Modi has sometimes spoken against such actions, but usually too late to have much effect.
Each one of Gandhi’s points was well based to varying degrees on what has been happening in the past four years since the government was elected.
Re-engineering DNA
“Our society is being polarised with an eye to winning elections. Something even more sinister is happening. Our social DNA is being reengineered and it will have devastating consequences,” she said. “Our judiciary is in turmoil. RTI was brought to bring transparency, but today that law is in cold storage. Aadhaar is being turned into intrusive instrument of control,” Gandhi added, referring to an alleged pro-BJP bias among some top judges, right-to-information legislation, and an Aadhaar electronic identity card system that was introduced by the Congress government but is now being extended to areas such as bank accounts and mobile phone registrations.
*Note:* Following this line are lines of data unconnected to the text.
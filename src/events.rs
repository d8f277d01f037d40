//! # Event Bus
//!
//! Named event subscriptions with `on`/`once`/`off`. The gateway adapter
//! emits Discord gateway events here; applications can emit their own
//! events with a JSON payload.
//!
//! - **Version**: 1.1.0
//! - **Since**: 0.1.0
//! - **Toggleable**: false
//!
//! ## Changelog
//! - 1.1.0: Custom JSON events
//! - 1.0.0: Initial bus with one-shot subscriptions

use std::sync::atomic::{AtomicU64, Ordering};
use std::sync::Arc;

use anyhow::Result;
use async_trait::async_trait;
use dashmap::DashMap;
use log::{debug, error};
use serenity::model::channel::{Message, Reaction};
use serenity::model::gateway::Ready;
use serenity::model::guild::{Guild, Member};

pub const READY: &str = "ready";
pub const MESSAGE_CREATE: &str = "message_create";
pub const GUILD_CREATE: &str = "guild_create";
pub const GUILD_MEMBER_ADD: &str = "guild_member_add";
pub const REACTION_ADD: &str = "reaction_add";

#[derive(Debug, Clone)]
pub enum EventPayload {
    Ready(Box<Ready>),
    Message(Box<Message>),
    GuildCreate { guild: Box<Guild>, is_new: bool },
    MemberAdd(Box<Member>),
    ReactionAdd(Box<Reaction>),
    Custom(serde_json::Value),
}

/// One emitted event
#[derive(Clone)]
pub struct GatewayEvent {
    pub name: String,
    pub payload: EventPayload,
    /// Present when emitted from the gateway
    pub client: Option<serenity::prelude::Context>,
}

impl GatewayEvent {
    pub fn custom(name: impl Into<String>, payload: serde_json::Value) -> Self {
        Self {
            name: name.into(),
            payload: EventPayload::Custom(payload),
            client: None,
        }
    }
}

#[async_trait]
pub trait EventListener: Send + Sync {
    async fn handle(&self, event: &GatewayEvent) -> Result<()>;
}

#[derive(Debug, Clone, Copy, PartialEq, Eq, Hash)]
pub struct SubscriptionId(u64);

struct Subscription {
    id: SubscriptionId,
    key: String,
    once: bool,
    listener: Arc<dyn EventListener>,
}

/// Cloneable handle; clones share the same subscriptions
#[derive(Clone, Default)]
pub struct EventBus {
    subscriptions: Arc<DashMap<String, Vec<Subscription>>>,
    next_id: Arc<AtomicU64>,
}

impl EventBus {
    pub fn new() -> Self {
        Self::default()
    }

    fn subscribe(&self, event: &str, key: &str, once: bool, listener: Arc<dyn EventListener>) -> SubscriptionId {
        let id = SubscriptionId(self.next_id.fetch_add(1, Ordering::Relaxed));
        self.subscriptions
            .entry(event.to_string())
            .or_default()
            .push(Subscription {
                id,
                key: key.to_string(),
                once,
                listener,
            });
        debug!("subscribed '{key}' to '{event}' (once: {once})");
        id
    }

    pub fn on(&self, event: &str, key: &str, listener: Arc<dyn EventListener>) -> SubscriptionId {
        self.subscribe(event, key, false, listener)
    }

    /// Subscribe for the next emission only
    pub fn once(&self, event: &str, key: &str, listener: Arc<dyn EventListener>) -> SubscriptionId {
        self.subscribe(event, key, true, listener)
    }

    /// Remove a subscription; `false` if it was already gone
    pub fn off(&self, id: SubscriptionId) -> bool {
        let mut removed = false;
        for mut entry in self.subscriptions.iter_mut() {
            let before = entry.len();
            entry.retain(|sub| sub.id != id);
            if entry.len() != before {
                removed = true;
                break;
            }
        }
        removed
    }

    /// Whether a subscription is still attached (one-shots detach when fired)
    pub fn is_active(&self, id: SubscriptionId) -> bool {
        self.subscriptions
            .iter()
            .any(|entry| entry.iter().any(|sub| sub.id == id))
    }

    pub fn listener_count(&self, event: &str) -> usize {
        self.subscriptions.get(event).map(|subs| subs.len()).unwrap_or(0)
    }

    /// Deliver an event to its listeners in subscription order
    ///
    /// One-shot subscriptions are removed before any listener runs. A
    /// failing listener is logged and does not stop the others.
    pub async fn emit(&self, event: GatewayEvent) {
        let listeners: Vec<(String, Arc<dyn EventListener>)> =
            match self.subscriptions.get_mut(&event.name) {
                Some(mut subs) => {
                    let snapshot = subs
                        .iter()
                        .map(|sub| (sub.key.clone(), Arc::clone(&sub.listener)))
                        .collect();
                    subs.retain(|sub| !sub.once);
                    snapshot
                }
                None => Vec::new(),
            };

        if listeners.is_empty() {
            return;
        }
        debug!("emitting '{}' to {} listener(s)", event.name, listeners.len());

        for (key, listener) in listeners {
            if let Err(e) = listener.handle(&event).await {
                error!("Event listener '{key}' failed on '{}': {e:#}", event.name);
            }
        }
    }
}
She also criticised the way that the government ignored what had been achieved by past governments. “Was India really a giant black hole before 26th May 2014? Did India march to progress, prosperity and greatness just four years ago? Is this claim not an arrogant insult to the intelligence of our people?” she asked.

Sonia Gandhi before her speech today
Mocking Modi without naming him, she said: “What has made our democracy precious is conversations not monologues, accountability not shunning any form of public questioning and interrogation” (though neither she nor Manmohan Singh, her prime minister, often made themselves available for media and other public questions when they were in power for 10 years till 2014).
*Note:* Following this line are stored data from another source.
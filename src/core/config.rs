//! Environment configuration
//!
//! - **Version**: 1.2.0
//! - **Since**: 0.1.0
//!
//! ## Changelog
//! - 1.2.0: Dispatch reporting switches (LOG_GUARD_REJECTIONS, REPLY_ON_ERROR)
//! - 1.1.0: Multiple development guilds, owner ids
//! - 1.0.0: Initial token/application id/mode loading

use std::fmt;

use serenity::model::id::{GuildId, UserId};

use crate::core::error::ConfigError;
use crate::dispatcher::DispatchOptions;

/// Selects guild-scoped (development) or global (production) command registration
#[derive(Debug, Clone, Copy, PartialEq, Eq)]
pub enum RunMode {
    Development,
    Production,
}

impl fmt::Display for RunMode {
    fn fmt(&self, f: &mut fmt::Formatter<'_>) -> fmt::Result {
        match self {
            RunMode::Development => f.write_str("development"),
            RunMode::Production => f.write_str("production"),
        }
    }
}

#[derive(Debug, Clone)]
pub struct Config {
    pub application_id: u64,
    pub discord_token: String,
    pub mode: RunMode,
    pub dev_guild_ids: Vec<GuildId>,
    pub owner_ids: Vec<UserId>,
    pub log_level: String,
    pub log_guard_rejections: bool,
    pub reply_on_error: bool,
}

impl Config {
    pub fn from_env() -> Result<Self, ConfigError> {
        Self::from_lookup(|key| std::env::var(key).ok())
    }

    /// Build the config from any key/value source
    pub fn from_lookup<F>(lookup: F) -> Result<Self, ConfigError>
    where
        F: Fn(&str) -> Option<String>,
    {
        let get = |key: &'static str| {
            lookup(key)
                .map(|v| v.trim().to_string())
                .filter(|v| !v.is_empty())
        };

        let application_id = get("DISCORD_APPLICATION_ID")
            .ok_or(ConfigError::Missing("DISCORD_APPLICATION_ID"))
            .and_then(|raw| parse_snowflake("DISCORD_APPLICATION_ID", &raw))?;

        let discord_token = get("DISCORD_TOKEN").ok_or(ConfigError::Missing("DISCORD_TOKEN"))?;

        let mode = match get("BOT_MODE") {
            None => RunMode::Production,
            Some(raw) => parse_mode(&raw)?,
        };

        let dev_guild_ids = parse_id_list("DEV_GUILD_IDS", get("DEV_GUILD_IDS"))?
            .into_iter()
            .map(GuildId)
            .collect::<Vec<_>>();
        if mode == RunMode::Development && dev_guild_ids.is_empty() {
            return Err(ConfigError::EmptyDevGuilds);
        }

        let owner_ids = parse_id_list("BOT_OWNER_IDS", get("BOT_OWNER_IDS"))?
            .into_iter()
            .map(UserId)
            .collect();

        Ok(Self {
            application_id,
            discord_token,
            mode,
            dev_guild_ids,
            owner_ids,
            log_level: get("LOG_LEVEL").unwrap_or_else(|| "info".to_string()),
            log_guard_rejections: parse_flag("LOG_GUARD_REJECTIONS", get("LOG_GUARD_REJECTIONS"), true)?,
            reply_on_error: parse_flag("REPLY_ON_ERROR", get("REPLY_ON_ERROR"), false)?,
        })
    }

    pub fn dispatch_options(&self) -> DispatchOptions {
        DispatchOptions {
            log_rejections: self.log_guard_rejections,
            reply_on_error: self.reply_on_error,
            ..DispatchOptions::default()
        }
    }
}

fn parse_snowflake(var: &'static str, raw: &str) -> Result<u64, ConfigError> {
    match raw.parse::<u64>() {
        Ok(id) if id > 0 => Ok(id),
        _ => Err(ConfigError::Invalid {
            var,
            value: raw.to_string(),
            reason: "expected a numeric Discord id".to_string(),
        }),
    }
}

fn parse_mode(raw: &str) -> Result<RunMode, ConfigError> {
    match raw.to_ascii_lowercase().as_str() {
        "development" | "dev" => Ok(RunMode::Development),
        "production" | "prod" => Ok(RunMode::Production),
        _ => Err(ConfigError::Invalid {
            var: "BOT_MODE",
            value: raw.to_string(),
            reason: "expected development or production".to_string(),
        }),
    }
}

fn parse_id_list(var: &'static str, raw: Option<String>) -> Result<Vec<u64>, ConfigError> {
    let Some(raw) = raw else {
        return Ok(Vec::new());
    };
    raw.split(',')
        .map(str::trim)
        .filter(|s| !s.is_empty())
        .map(|id| parse_snowflake(var, id))
        .collect()
}

fn parse_flag(var: &'static str, raw: Option<String>, default: bool) -> Result<bool, ConfigError> {
    let Some(raw) = raw else {
        return Ok(default);
    };
    match raw.to_ascii_lowercase().as_str() {
        "1" | "true" | "yes" | "on" => Ok(true),
        "0" | "false" | "no" | "off" => Ok(false),
        _ => Err(ConfigError::Invalid {
            var,
            value: raw,
            reason: "expected true or false".to_string(),
        }),
    }
}

#[cfg(test)]
mod tests {
    use super::*;
    use std::collections::HashMap;

    fn load(pairs: &[(&str, &str)]) -> Result<Config, ConfigError> {
        let env: HashMap<String, String> = pairs
            .iter()
            .map(|(k, v)| (k.to_string(), v.to_string()))
            .collect();
        Config::from_lookup(|key| env.get(key).cloned())
    }

    const BASE: [(&str, &str); 2] = [("DISCORD_APPLICATION_ID", "1234"), ("DISCORD_TOKEN", "token")];

    #[test]
    fn test_defaults_to_production() {
        let config = load(&BASE).unwrap();
        assert_eq!(config.mode, RunMode::Production);
        assert_eq!(config.application_id, 1234);
        assert_eq!(config.log_level, "info");
        assert!(config.dev_guild_ids.is_empty());
        assert!(config.log_guard_rejections);
        assert!(!config.reply_on_error);
    }

    #[test]
    fn test_missing_token_is_error() {
        let err = load(&[("DISCORD_APPLICATION_ID", "1")]).unwrap_err();
        assert!(matches!(err, ConfigError::Missing("DISCORD_TOKEN")));

        let err = load(&[("DISCORD_TOKEN", "t"), ("DISCORD_APPLICATION_ID", "   ")]).unwrap_err();
        assert!(matches!(err, ConfigError::Missing("DISCORD_APPLICATION_ID")));
    }

    #[test]
    fn test_development_requires_guilds() {
        let mut pairs = BASE.to_vec();
        pairs.push(("BOT_MODE", "Development"));
        assert!(matches!(load(&pairs).unwrap_err(), ConfigError::EmptyDevGuilds));

        pairs.push(("DEV_GUILD_IDS", "111, 222"));
        let config = load(&pairs).unwrap();
        assert_eq!(config.mode, RunMode::Development);
        assert_eq!(config.dev_guild_ids, vec![GuildId(111), GuildId(222)]);
    }

    #[test]
    fn test_malformed_guild_list_is_error() {
        let mut pairs = BASE.to_vec();
        pairs.push(("BOT_MODE", "dev"));
        pairs.push(("DEV_GUILD_IDS", "111,abc"));
        match load(&pairs).unwrap_err() {
            ConfigError::Invalid { var, value, .. } => {
                assert_eq!(var, "DEV_GUILD_IDS");
                assert_eq!(value, "abc");
            }
            other => panic!("unexpected error: {other}"),
        }
    }

    #[test]
    fn test_unknown_mode_is_error() {
        let mut pairs = BASE.to_vec();
        pairs.push(("BOT_MODE", "staging"));
        assert!(matches!(
            load(&pairs).unwrap_err(),
            ConfigError::Invalid { var: "BOT_MODE", .. }
        ));
    }

    #[test]
    fn test_owner_ids_and_flags() {
        let mut pairs = BASE.to_vec();
        pairs.push(("BOT_OWNER_IDS", "42,43"));
        pairs.push(("LOG_GUARD_REJECTIONS", "off"));
        pairs.push(("REPLY_ON_ERROR", "yes"));
        let config = load(&pairs).unwrap();
        assert_eq!(config.owner_ids, vec![UserId(42), UserId(43)]);

        let options = config.dispatch_options();
        assert!(!options.log_rejections);
        assert!(options.reply_on_error);
    }
}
Gandhi was the president for 19 years and continues to have an active role in politics because she heads both Congress in parliament and the United Progress Alliance that includes other parties.
She delivered her speech with a quiet authority that cannot be managed by Rahul Gandhi, her son, who is now the Congress president but commands little respect among other politicians.
Answering questions after her speech from Aroon Purie, the head of the media group, she acknowledged that Congress had failed to match the BJP’s marketing of policies, both during the 2014 election campaign and since then in state elections. Congress now needs “a new style of connecting with people” for projecting policies.
She claimed that the massive corruption of the last Congress government had been exaggerated and dismissed other allegations, though she carefully sidestepped commenting on a current case involving the son of Palaniappan Chidambaram, previously the Congress finance minister, over alleged bribes on foreign investment approvals.
Saying “that is a very difficult question,” she also avoided saying whether Congress could survive as a viable political party without a Gandhi in charge, or whether it would break up.
Though Purie did not spell it out, the question stems from concern that Rahul Gandhi will lead the party into election losses, as happened last weekend in three north-eastern state assembly elections.
That leads on to the concern that lies behind Sonia Gandhi’s speech concerning the widespread changes that a Modi government would be able to introduce during a second term of office if the opposition remains weak – maybe even challenging (as she mentioned) the Indian constitution.
Persistent rumors suggest Modi would like to introduce a presidential system of government with, of course, him as the president.